▶ _Problem details_
If a line of the records contains the word "Some", list it.

Data for review section start

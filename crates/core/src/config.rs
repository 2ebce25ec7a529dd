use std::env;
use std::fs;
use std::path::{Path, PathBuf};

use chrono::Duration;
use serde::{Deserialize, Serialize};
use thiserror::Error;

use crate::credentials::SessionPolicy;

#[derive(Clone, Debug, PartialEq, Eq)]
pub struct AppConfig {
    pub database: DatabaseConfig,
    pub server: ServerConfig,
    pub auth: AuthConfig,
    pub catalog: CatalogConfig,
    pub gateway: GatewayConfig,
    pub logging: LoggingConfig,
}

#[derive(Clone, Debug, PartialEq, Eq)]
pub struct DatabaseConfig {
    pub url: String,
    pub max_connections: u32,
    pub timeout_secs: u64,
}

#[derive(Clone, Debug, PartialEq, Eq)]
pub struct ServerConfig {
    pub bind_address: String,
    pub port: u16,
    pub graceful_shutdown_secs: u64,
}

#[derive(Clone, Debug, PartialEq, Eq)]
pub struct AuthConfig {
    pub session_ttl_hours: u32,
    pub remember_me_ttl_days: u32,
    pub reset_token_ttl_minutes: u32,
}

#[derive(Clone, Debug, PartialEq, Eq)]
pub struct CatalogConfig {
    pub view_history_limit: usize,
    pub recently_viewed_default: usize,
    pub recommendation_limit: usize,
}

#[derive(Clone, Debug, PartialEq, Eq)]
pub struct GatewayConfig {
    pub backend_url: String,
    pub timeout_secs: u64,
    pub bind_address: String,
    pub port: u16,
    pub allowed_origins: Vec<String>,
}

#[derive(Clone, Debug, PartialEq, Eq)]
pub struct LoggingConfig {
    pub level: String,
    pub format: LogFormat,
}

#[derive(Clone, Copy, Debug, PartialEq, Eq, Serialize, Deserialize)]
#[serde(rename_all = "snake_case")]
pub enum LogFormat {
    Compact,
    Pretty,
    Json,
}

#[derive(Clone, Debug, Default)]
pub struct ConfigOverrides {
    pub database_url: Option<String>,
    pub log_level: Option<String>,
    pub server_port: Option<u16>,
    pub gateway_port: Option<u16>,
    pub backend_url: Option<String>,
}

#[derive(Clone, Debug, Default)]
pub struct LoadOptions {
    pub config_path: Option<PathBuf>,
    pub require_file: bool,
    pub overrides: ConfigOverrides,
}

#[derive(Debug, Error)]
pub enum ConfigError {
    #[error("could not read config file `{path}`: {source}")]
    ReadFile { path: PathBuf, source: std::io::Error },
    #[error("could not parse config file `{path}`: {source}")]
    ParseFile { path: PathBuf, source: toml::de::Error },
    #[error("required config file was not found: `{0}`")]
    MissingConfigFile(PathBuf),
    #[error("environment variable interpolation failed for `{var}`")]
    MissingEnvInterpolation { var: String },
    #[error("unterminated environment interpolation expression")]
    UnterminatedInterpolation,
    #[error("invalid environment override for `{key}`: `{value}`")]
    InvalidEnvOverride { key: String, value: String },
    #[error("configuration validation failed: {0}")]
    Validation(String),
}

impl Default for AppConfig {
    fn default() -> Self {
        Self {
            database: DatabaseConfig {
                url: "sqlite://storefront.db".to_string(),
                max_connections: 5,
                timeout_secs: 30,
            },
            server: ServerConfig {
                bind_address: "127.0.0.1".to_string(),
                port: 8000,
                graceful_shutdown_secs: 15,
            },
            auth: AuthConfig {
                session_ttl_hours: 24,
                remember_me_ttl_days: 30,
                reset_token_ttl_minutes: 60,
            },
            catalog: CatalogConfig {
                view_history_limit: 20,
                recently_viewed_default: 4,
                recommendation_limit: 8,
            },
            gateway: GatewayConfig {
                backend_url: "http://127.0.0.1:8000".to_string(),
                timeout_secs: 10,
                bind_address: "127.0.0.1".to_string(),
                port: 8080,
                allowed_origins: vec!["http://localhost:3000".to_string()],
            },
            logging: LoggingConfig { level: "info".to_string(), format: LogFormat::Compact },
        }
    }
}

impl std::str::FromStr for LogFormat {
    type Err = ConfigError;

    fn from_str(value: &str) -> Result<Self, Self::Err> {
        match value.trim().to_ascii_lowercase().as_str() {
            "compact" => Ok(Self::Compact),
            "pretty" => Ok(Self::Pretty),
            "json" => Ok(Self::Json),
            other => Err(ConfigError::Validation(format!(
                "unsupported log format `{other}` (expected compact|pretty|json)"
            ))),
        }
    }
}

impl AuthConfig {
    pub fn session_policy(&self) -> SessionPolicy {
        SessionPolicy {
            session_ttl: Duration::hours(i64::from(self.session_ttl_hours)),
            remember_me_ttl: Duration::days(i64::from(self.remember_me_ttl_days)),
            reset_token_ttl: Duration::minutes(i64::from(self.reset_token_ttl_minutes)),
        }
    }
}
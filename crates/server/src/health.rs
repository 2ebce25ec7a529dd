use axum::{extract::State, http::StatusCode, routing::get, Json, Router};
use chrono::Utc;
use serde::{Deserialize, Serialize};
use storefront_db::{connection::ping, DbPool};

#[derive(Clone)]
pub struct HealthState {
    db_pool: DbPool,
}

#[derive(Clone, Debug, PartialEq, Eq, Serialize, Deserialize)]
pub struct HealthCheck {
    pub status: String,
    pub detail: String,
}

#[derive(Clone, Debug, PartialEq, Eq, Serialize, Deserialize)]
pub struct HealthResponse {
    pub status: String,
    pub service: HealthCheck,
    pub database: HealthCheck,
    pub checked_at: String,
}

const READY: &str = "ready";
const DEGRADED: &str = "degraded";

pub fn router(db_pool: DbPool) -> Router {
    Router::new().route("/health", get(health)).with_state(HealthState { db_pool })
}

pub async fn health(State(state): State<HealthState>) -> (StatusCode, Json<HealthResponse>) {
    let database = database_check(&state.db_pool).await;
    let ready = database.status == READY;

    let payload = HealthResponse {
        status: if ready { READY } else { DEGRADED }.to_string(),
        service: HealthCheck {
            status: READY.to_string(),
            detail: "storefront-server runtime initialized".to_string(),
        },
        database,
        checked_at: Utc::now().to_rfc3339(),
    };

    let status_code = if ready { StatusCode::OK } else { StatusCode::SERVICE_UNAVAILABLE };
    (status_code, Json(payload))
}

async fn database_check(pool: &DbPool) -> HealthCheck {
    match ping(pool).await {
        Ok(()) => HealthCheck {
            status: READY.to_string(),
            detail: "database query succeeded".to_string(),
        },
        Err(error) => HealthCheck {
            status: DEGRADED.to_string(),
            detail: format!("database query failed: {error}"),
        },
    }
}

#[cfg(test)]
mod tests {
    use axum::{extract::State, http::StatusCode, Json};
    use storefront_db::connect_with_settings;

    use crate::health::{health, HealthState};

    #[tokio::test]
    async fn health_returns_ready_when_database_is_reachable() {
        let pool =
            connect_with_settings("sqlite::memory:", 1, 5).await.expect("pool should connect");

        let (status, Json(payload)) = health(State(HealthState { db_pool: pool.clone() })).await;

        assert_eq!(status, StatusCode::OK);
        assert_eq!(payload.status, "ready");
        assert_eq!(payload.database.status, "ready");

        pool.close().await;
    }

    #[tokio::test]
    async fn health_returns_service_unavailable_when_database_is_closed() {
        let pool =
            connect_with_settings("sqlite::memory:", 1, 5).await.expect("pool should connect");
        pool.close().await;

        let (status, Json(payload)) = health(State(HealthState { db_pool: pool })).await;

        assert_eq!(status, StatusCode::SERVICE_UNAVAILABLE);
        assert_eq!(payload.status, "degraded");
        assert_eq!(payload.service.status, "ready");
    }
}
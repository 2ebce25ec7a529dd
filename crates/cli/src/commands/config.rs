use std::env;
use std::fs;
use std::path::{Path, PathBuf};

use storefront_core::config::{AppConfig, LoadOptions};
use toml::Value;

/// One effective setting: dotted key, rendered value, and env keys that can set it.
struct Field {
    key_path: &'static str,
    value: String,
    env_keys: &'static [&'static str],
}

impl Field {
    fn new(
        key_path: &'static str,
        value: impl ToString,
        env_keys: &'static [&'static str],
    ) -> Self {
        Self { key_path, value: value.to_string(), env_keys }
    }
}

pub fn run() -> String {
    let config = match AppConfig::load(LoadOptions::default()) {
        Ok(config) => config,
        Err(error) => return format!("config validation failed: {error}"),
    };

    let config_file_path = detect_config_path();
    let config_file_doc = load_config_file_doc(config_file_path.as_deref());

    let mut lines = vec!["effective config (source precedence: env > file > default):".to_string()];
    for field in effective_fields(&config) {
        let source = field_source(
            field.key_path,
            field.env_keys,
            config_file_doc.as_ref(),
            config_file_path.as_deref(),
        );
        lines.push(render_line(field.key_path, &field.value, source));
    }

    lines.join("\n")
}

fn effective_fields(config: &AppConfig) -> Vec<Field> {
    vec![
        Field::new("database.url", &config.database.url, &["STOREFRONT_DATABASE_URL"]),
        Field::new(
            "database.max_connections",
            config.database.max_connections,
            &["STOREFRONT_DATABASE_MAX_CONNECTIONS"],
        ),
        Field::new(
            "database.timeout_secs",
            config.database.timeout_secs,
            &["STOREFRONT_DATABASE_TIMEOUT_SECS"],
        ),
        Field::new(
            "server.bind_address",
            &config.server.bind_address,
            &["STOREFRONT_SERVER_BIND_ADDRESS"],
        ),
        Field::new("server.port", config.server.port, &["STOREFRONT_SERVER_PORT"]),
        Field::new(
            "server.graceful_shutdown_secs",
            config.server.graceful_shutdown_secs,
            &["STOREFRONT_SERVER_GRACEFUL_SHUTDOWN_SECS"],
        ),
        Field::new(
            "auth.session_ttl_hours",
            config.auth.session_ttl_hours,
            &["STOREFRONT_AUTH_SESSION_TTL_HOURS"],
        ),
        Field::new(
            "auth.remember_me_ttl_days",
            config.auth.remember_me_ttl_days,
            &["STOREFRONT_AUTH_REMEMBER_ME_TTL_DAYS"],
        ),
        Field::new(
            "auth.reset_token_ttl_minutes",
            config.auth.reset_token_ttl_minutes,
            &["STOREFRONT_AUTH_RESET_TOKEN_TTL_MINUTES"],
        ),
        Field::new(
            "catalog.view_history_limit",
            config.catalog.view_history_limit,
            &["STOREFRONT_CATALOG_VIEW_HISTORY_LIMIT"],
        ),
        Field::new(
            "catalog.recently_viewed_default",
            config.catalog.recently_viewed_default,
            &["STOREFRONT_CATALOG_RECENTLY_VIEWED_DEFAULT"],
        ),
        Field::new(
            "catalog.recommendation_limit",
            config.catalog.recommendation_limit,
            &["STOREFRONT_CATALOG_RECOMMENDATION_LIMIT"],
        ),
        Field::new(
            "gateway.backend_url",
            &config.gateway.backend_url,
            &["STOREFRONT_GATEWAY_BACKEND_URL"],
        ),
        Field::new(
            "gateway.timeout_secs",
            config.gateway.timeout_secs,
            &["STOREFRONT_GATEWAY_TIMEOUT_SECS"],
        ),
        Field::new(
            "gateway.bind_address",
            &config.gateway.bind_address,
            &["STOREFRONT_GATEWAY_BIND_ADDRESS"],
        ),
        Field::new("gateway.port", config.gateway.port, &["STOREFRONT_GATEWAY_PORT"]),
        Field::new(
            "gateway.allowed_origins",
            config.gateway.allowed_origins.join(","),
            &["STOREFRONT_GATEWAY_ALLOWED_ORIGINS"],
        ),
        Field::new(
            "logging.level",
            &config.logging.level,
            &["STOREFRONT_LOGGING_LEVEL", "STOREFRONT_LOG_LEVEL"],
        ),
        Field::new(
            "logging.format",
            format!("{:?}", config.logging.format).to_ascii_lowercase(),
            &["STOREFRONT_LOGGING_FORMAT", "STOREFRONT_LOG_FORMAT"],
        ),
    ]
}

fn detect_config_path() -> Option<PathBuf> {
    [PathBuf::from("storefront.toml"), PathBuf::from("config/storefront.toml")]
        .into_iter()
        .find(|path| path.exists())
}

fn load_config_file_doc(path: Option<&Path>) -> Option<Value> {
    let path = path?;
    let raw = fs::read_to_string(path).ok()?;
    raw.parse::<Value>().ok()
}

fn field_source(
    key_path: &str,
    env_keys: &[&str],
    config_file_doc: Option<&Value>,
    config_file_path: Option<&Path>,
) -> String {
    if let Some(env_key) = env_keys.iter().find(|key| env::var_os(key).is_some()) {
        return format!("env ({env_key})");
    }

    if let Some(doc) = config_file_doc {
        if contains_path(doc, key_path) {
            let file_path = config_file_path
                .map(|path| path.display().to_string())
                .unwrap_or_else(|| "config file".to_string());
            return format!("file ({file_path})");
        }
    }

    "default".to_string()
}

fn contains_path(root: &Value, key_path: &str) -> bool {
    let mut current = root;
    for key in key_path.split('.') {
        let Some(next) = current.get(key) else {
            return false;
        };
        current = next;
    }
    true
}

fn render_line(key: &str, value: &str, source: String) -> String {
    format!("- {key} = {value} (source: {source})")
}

Data for review section end

▶ _Result_
    if let Some(env_key) = env_keys.iter().find(|key| env::var_os(key).is_some()) {
    if let Some(doc) = config_file_doc {
        let Some(next) = current.get(key) else {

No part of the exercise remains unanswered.